Keywords: Child abuse, child maltreatment, child neglect, family medicine, primary care


How to cite this article:
Alkathiri MA, Baraja MA, Alaqeel SM. Knowledge, attitude, and practice regarding child maltreatment among health care providers working in primary care centers in Riyadh, Saudi Arabia. J Family Med Prim Care 2021;10:3198-204
How to cite this URL:
Alkathiri MA, Baraja MA, Alaqeel SM. Knowledge, attitude, and practice regarding child maltreatment among health care providers working in primary care centers in Riyadh, Saudi Arabia. J Family Med Prim Care [serial online] 2021 [cited 2021 Oct 1];10:3198-204. Available from: https://www.jfmpc.com/text.asp?2021/10/9/3198/327105   Introduction Top

Child maltreatment (CM) has been identified as a major public health problem of the healthcare system globally.[1] According to the World Health Organization (WHO), approximately one in every 4 children has been a victim of physical maltreatment at some point during their lives.[2] Child abuse is a term that includes abuse of any individual under the age of 18 years with physical or emotional injury, secondary to omission or commission of actions against the child.[3] Abuse has many forms and can present as physical, emotional, sexual, neglect, or exploitation by the caregiver.[4],[5],[6] Different countries have different norms regarding what is considered acceptable child parenting practice.[5] The National Health Committee for Prevention of Violence and Maltreatment defined physical maltreatment as “Infliction of an injury on a child (by beating, shaking, kicking, burning, biting, suffocating, or poisoning) regardless of the perpetrator's intention.”[3] Another definition provided for neglect is “failure to provide the child's affordable basic needs (including food, clothes, vaccination, healthcare, education, and safety) by his/her parents or any other caregiver.”[3]

Child abuse and neglect (CAN) was not recognized as a major public health issue in the Kingdom until the early 2000s.[7],[8],[9] Prior to that, only 11 reports of CAN were published as case studies and the report of the first case detected was in 1990.[7] In 2005, significant progress was made when the government created the National Family Safety Program (NFSP).[7] This program has contributed to establish child protection centers (CPC), hospital-based child protection teams, a child support hotline, and increases awareness at medical and public levels.[7],[10] However, despite these efforts, child maltreatment is still underreported.[1],[7],[10],[11]

A few studies were performed to report the incidence of child maltreatment in the Gulf area.
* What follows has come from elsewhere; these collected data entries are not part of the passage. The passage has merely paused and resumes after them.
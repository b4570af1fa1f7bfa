// marketplace/src/pricing.rs

//! Fee arithmetic. Pure; amounts are integer cents and percentages are basis
//! points, rounded half-up per item.
//!
//! Per item: `buyer_fee = subtotal * buyer_bps`, `vendor_fee = subtotal *
//! vendor_bps`, `platform_fee = buyer_fee + vendor_fee`, `payout = subtotal -
//! vendor_fee`. Order totals are sums of item values, and the flat fee is
//! added once on top, so `sum(payout) + platform_fee == buyer_total - flat_fee`
//! holds exactly.

use crate::config::FeeSchedule;
use crate::errors::{ErrorCode, Rejection};
use crate::models::Vertical;
use chrono::NaiveDate;
use uuid::Uuid;

#[derive(Debug, Clone, Copy, PartialEq, Eq)]
pub struct PriceLine {
  pub unit_price_cents: i64,
  pub quantity: i32,
}

#[derive(Debug, Clone, Copy, PartialEq, Eq)]
pub struct ItemPricing {
  pub subtotal_cents: i64,
  pub buyer_fee_cents: i64,
  pub vendor_fee_cents: i64,
  pub platform_fee_cents: i64,
  pub vendor_payout_cents: i64,
}

#[derive(Debug, Clone, PartialEq, Eq)]
pub struct OrderPricing {
  pub subtotal_cents: i64,
  pub buyer_fee_cents: i64,
  pub platform_fee_cents: i64,
  pub flat_fee_cents: i64,
  /// Subtotal, buyer fees and the flat fee. Excludes any tip.
  pub buyer_total_cents: i64,
  pub items: Vec<ItemPricing>,
}

impl OrderPricing {
  pub fn vendor_payouts(&self) -> impl Iterator<Item = i64> + '_ {
    self.items.iter().map(|i| i.vendor_payout_cents)
  }
}

/// `amount * bps / 10_000`, half-up.
pub fn apply_bps(amount_cents: i64, bps: i64) -> i64 {
  (amount_cents * bps + 5_000).div_euclid(10_000)
}

pub fn price_item(line: PriceLine, fees: &FeeSchedule) -> ItemPricing {
  let subtotal_cents = line.unit_price_cents * i64::from(line.quantity);
  let buyer_fee_cents = apply_bps(subtotal_cents, fees.buyer_fee_bps);
  let vendor_fee_cents = apply_bps(subtotal_cents, fees.vendor_fee_bps);
  ItemPricing {
    subtotal_cents,
    buyer_fee_cents,
    vendor_fee_cents,
    platform_fee_cents: buyer_fee_cents + vendor_fee_cents,
    vendor_payout_cents: subtotal_cents - vendor_fee_cents,
  }
}

/// Prices `lines` and adds the flat fee once, even for an empty list.
pub fn price_order(lines: &[PriceLine], fees: &FeeSchedule) -> OrderPricing {
  let items: Vec<ItemPricing> = lines.iter().map(|l| price_item(*l, fees)).collect();
  let subtotal_cents = items.iter().map(|i| i.subtotal_cents).sum::<i64>();
  let buyer_fee_cents = items.iter().map(|i| i.buyer_fee_cents).sum::<i64>();
  let platform_fee_cents = items.iter().map(|i| i.platform_fee_cents).sum::<i64>();
  OrderPricing {
    subtotal_cents,
    buyer_fee_cents,
    platform_fee_cents,
    flat_fee_cents: fees.flat_fee_cents,
    buyer_total_cents: subtotal_cents + buyer_fee_cents + fees.flat_fee_cents,
    items,
  }
}

/// Minimum order value applies to the subtotal before any fee.
pub fn check_minimum(subtotal_cents: i64, minimum_cents: i64) -> Result<(), Rejection> {
  if subtotal_cents < minimum_cents {
    return Err(Rejection::below_minimum(minimum_cents, subtotal_cents));
  }
  Ok(())
}

/// Resolves the tip in cents. An explicit amount wins over a percentage of the
/// subtotal.
pub fn resolve_tip(
  subtotal_cents: i64,
  tip_amount_cents: Option<i64>,
  tip_percentage: Option<f64>,
  tips_enabled: bool,
) -> Result<i64, Rejection> {
  let requested = tip_amount_cents.is_some_and(|a| a != 0) || tip_percentage.is_some_and(|p| p != 0.0);
  if !requested {
    return Ok(0);
  }
  if !tips_enabled {
    return Err(Rejection::new(ErrorCode::InvalidTip, "Tips are not accepted for this market."));
  }
  if let Some(amount) = tip_amount_cents.filter(|a| *a != 0) {
    if amount < 0 {
      return Err(Rejection::new(ErrorCode::InvalidTip, "Tip cannot be negative."));
    }
    return Ok(amount);
  }
  match tip_percentage {
    Some(pct) if pct.is_finite() && (0.0..=100.0).contains(&pct) => {
      let pct_bps = (pct * 100.0).round() as i64;
      Ok(apply_bps(subtotal_cents, pct_bps))
    }
    _ => Err(Rejection::new(
      ErrorCode::InvalidTip,
      "Tip percentage must be between 0 and 100.",
    )),
  }
}

/// `<FM|FT>-<YYMMDD>-<first 6 hex of the order id>`.
pub fn order_number(vertical: Vertical, date: NaiveDate, order_id: Uuid) -> String {
  let hex = order_id.simple().to_string();
  format!(
    "{}-{}-{}",
    vertical.order_prefix(),
    date.format("%y%m%d"),
    hex[..6].to_uppercase()
  )
}

#[cfg(test)]
mod tests {
  use super::*;

  fn fees() -> FeeSchedule {
    FeeSchedule {
      buyer_fee_bps: 600,
      vendor_fee_bps: 400,
      flat_fee_cents: 50,
    }
  }

  #[test]
  fn worked_example_two_ten_dollar_items() {
    let pricing = price_order(
      &[PriceLine {
        unit_price_cents: 1000,
        quantity: 2,
      }],
      &fees(),
    );
    assert_eq!(pricing.subtotal_cents, 2000);
    assert_eq!(pricing.platform_fee_cents, 200);
    assert_eq!(pricing.buyer_fee_cents, 120);
    assert_eq!(pricing.buyer_total_cents, 2170);
    assert_eq!(pricing.vendor_payouts().collect::<Vec<_>>(), vec![1920]);
  }

  #[test]
  fn payouts_plus_platform_fee_equal_total_less_flat() {
    let carts: Vec<Vec<PriceLine>> = vec![
      vec![],
      vec![PriceLine {
        unit_price_cents: 333,
        quantity: 1,
      }],
      vec![
        PriceLine {
          unit_price_cents: 199,
          quantity: 3,
        },
        PriceLine {
          unit_price_cents: 1249,
          quantity: 7,
        },
        PriceLine {
          unit_price_cents: 5,
          quantity: 1,
        },
      ],
      (1..40)
        .map(|i| PriceLine {
          unit_price_cents: i * 37 + 1,
          quantity: (i % 4 + 1) as i32,
        })
        .collect(),
    ];
    for lines in carts {
      let p = price_order(&lines, &fees());
      let payouts: i64 = p.vendor_payouts().sum();
      assert_eq!(payouts + p.platform_fee_cents, p.buyer_total_cents - p.flat_fee_cents);
      assert_eq!(p.flat_fee_cents, 50);
    }
  }

  #[test]
  fn flat_fee_is_not_multiplied_by_items() {
    let one = price_order(
      &[PriceLine {
        unit_price_cents: 1000,
        quantity: 1,
      }],
      &fees(),
    );
    let five = price_order(
      &vec![
        PriceLine {
          unit_price_cents: 200,
          quantity: 1,
        };
        5
      ],
      &fees(),
    );
    assert_eq!(one.subtotal_cents, five.subtotal_cents);
    assert_eq!(one.buyer_total_cents, five.buyer_total_cents);
  }

  #[test]
  fn rounding_is_half_up() {
    assert_eq!(apply_bps(25, 600), 2); // 1.5 -> 2
    assert_eq!(apply_bps(24, 600), 1); // 1.44 -> 1
    assert_eq!(apply_bps(0, 600), 0);
  }

  #[test]
  fn minimum_reports_shortfall() {
    assert!(check_minimum(1000, 1000).is_ok());
    let r = check_minimum(650, 1000).unwrap_err();
    assert_eq!(r.code, ErrorCode::BelowMinimum);
    assert_eq!(r.shortfall_cents, Some(350));
  }

  #[test]
  fn tip_amount_wins_over_percentage() {
    assert_eq!(resolve_tip(2000, Some(300), Some(10.0), true), Ok(300));
    assert_eq!(resolve_tip(2000, None, Some(15.0), true), Ok(300));
    assert_eq!(resolve_tip(1999, None, Some(12.5), true), Ok(250));
    assert_eq!(resolve_tip(2000, None, None, false), Ok(0));
  }

  #[test]
  fn tip_rejections() {
    let disabled = resolve_tip(2000, Some(100), None, false).unwrap_err();
    assert_eq!(disabled.code, ErrorCode::InvalidTip);
    assert_eq!(resolve_tip(2000, Some(-5), None, true).unwrap_err().code, ErrorCode::InvalidTip);
    assert_eq!(resolve_tip(2000, None, Some(120.0), true).unwrap_err().code, ErrorCode::InvalidTip);
  }

  #[test]
  fn order_number_shape() {
    let id = Uuid::parse_str("a1b2c3d4-0000-4000-8000-000000000000").unwrap();
    let date = NaiveDate::from_ymd_opt(2026, 10, 16).unwrap();
    assert_eq!(order_number(Vertical::FarmersMarket, date, id), "FM-261016-A1B2C3");
    assert_eq!(order_number(Vertical::FoodTrucks, date, id), "FT-261016-A1B2C3");
  }
}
For example, in 2012, a study was conducted in AlKharj to determine the incidence of child abuse and neglect in adolescents.[12] They reported the incidence of psychological abuse (74.9%), physical abuse (57.5%), exposure to violence (50.7%), neglect (50.2%), and sexual abuse (14%).[12] Another regional study was performed in Kuwait to assess the prevalence of child abuse among high school students using standard scales related to psychological, physical, and sexual abuse.[13] The results indicated that 18% were exposed to psychological abuse by their caregivers, 8.6% claimed being attacked sexually, and 5.9% reported being threatened to have sexual intercourse.[13] In addition, a review study in the Kingdom to determine the prevalence of child maltreatment between 2000 and 2015 reported that physical abuse and neglect were the most frequent forms of maltreatment.[14]

Any experience of maltreatment during childhood may reflect in the child's physical, mental, and social health later in life.[4],[15],[16] A cross-sectional study conducted in Saudi Arabia, indicated a strong correlation between exposure to stressful or traumatic childhood experiences and the development of risky behaviors, diseases, disabilities, and even premature mortality later in life.[17] The Kuwaiti study stated that being a victim of child maltreatment will increase the individual's chance to develop multiple psychological disorders, including depression, anxiety, and low self-esteem.[13] In addition, CM adds a considerable financial burden on the country's economy.[18] Based on the latter, early detection and intervention to prevent complications later in life are pivotal. Although many child protection organizations have been established, child abuse is still considered underreported globally.[1],[7],[10],[11]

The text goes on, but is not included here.